Collection entries:
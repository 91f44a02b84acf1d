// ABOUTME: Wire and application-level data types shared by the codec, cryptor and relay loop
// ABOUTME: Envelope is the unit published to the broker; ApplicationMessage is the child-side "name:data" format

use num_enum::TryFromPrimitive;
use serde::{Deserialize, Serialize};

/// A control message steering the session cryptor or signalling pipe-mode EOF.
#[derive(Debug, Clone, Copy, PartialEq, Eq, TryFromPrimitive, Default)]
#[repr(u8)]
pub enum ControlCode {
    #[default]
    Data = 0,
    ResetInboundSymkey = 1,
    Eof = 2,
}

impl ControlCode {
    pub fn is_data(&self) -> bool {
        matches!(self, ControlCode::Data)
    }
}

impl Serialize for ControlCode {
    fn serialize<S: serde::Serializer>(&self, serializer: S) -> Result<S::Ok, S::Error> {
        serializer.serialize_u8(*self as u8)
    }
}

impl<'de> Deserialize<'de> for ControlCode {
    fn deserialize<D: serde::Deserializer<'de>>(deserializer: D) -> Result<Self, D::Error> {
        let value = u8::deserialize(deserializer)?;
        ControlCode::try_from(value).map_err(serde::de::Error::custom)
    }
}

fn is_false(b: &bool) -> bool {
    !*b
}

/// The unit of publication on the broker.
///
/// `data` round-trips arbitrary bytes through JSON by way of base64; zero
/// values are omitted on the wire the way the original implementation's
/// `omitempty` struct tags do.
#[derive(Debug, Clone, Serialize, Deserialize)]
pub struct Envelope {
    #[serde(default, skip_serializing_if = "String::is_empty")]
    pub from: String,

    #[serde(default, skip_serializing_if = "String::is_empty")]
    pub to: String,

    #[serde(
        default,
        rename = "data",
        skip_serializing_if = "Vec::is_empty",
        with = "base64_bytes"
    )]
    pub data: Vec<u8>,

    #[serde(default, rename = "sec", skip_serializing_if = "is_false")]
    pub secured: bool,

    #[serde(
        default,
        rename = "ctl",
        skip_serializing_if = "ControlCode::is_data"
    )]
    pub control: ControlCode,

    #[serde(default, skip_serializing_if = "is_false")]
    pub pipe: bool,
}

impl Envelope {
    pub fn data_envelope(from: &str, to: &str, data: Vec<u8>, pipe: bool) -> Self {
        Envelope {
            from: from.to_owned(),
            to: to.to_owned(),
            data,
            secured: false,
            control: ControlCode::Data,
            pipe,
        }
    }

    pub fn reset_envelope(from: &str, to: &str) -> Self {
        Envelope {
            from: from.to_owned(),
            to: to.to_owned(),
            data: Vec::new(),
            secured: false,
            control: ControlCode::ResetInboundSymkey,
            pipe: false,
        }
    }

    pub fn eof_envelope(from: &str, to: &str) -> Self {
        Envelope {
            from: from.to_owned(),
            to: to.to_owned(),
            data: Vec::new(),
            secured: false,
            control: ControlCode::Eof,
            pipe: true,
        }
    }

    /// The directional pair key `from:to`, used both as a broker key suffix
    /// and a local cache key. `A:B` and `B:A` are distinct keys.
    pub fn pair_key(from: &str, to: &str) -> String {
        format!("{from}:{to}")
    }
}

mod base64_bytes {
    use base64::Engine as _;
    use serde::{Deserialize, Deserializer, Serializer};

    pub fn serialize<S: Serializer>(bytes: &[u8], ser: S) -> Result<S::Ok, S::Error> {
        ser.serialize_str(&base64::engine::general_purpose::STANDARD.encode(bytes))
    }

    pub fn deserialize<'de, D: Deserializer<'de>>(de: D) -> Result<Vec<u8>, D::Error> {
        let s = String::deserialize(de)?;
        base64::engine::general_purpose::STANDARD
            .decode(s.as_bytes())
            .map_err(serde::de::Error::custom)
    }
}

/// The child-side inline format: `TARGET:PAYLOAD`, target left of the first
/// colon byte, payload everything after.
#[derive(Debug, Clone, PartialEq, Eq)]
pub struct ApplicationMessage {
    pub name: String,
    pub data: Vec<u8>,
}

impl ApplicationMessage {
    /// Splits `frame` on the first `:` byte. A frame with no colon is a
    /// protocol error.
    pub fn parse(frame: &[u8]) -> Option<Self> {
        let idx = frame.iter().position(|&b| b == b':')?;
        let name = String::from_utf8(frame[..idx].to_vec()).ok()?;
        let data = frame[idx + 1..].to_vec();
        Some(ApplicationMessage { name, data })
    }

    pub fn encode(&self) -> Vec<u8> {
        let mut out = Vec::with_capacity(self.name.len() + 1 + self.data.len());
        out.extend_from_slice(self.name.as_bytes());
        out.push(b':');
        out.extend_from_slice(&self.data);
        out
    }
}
---
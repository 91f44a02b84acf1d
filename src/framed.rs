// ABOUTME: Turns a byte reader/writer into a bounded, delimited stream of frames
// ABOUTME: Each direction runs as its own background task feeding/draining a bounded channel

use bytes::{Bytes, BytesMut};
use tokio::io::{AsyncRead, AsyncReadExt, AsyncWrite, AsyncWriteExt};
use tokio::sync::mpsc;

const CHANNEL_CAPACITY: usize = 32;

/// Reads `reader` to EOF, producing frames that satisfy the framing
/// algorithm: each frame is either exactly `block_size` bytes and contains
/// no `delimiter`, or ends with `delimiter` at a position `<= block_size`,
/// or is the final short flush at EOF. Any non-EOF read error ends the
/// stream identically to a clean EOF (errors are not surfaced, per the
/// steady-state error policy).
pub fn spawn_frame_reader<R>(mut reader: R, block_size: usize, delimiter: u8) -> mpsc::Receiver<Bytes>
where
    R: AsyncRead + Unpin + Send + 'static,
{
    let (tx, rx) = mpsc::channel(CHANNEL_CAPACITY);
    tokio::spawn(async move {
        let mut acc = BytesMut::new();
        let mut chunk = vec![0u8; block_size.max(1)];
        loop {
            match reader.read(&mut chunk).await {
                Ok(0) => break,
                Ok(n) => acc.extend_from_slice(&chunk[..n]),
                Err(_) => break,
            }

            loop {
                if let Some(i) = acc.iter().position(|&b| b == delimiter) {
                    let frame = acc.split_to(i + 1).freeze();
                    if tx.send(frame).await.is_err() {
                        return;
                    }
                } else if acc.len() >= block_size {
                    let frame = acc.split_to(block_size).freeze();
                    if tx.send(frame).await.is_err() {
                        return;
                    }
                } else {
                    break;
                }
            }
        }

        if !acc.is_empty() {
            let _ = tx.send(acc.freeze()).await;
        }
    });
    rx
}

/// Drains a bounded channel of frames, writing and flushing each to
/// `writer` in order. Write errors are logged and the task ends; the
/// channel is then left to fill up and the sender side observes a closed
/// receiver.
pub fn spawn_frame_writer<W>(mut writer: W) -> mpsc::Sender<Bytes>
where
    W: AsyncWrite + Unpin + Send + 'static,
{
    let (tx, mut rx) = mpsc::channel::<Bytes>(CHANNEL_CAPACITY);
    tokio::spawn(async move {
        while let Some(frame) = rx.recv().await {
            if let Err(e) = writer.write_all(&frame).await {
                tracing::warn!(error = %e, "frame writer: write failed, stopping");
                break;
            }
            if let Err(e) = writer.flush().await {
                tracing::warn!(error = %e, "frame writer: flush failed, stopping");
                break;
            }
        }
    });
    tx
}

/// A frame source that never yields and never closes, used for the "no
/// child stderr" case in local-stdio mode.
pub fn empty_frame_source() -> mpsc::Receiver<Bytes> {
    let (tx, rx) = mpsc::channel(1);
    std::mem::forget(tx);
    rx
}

Problem description. Exact duplication is required for the lines above, from the line that contains "filename src/framed.rs" to the line that contains "or ends with", inclusive; omit all others.

Worked solution.
filename src/framed.rs
// ABOUTME: Turns a byte reader/writer into a bounded, delimited stream of frames
// ABOUTME: Each direction runs as its own background task feeding/draining a bounded channel

use bytes::{Bytes, BytesMut};
use tokio::io::{AsyncRead, AsyncReadExt, AsyncWrite, AsyncWriteExt};
use tokio::sync::mpsc;

const CHANNEL_CAPACITY: usize = 32;

/// Reads `reader` to EOF, producing frames that satisfy the framing
/// algorithm: each frame is either exactly `block_size` bytes and contains
/// no `delimiter`, or ends with `delimiter` at a position `<= block_size`,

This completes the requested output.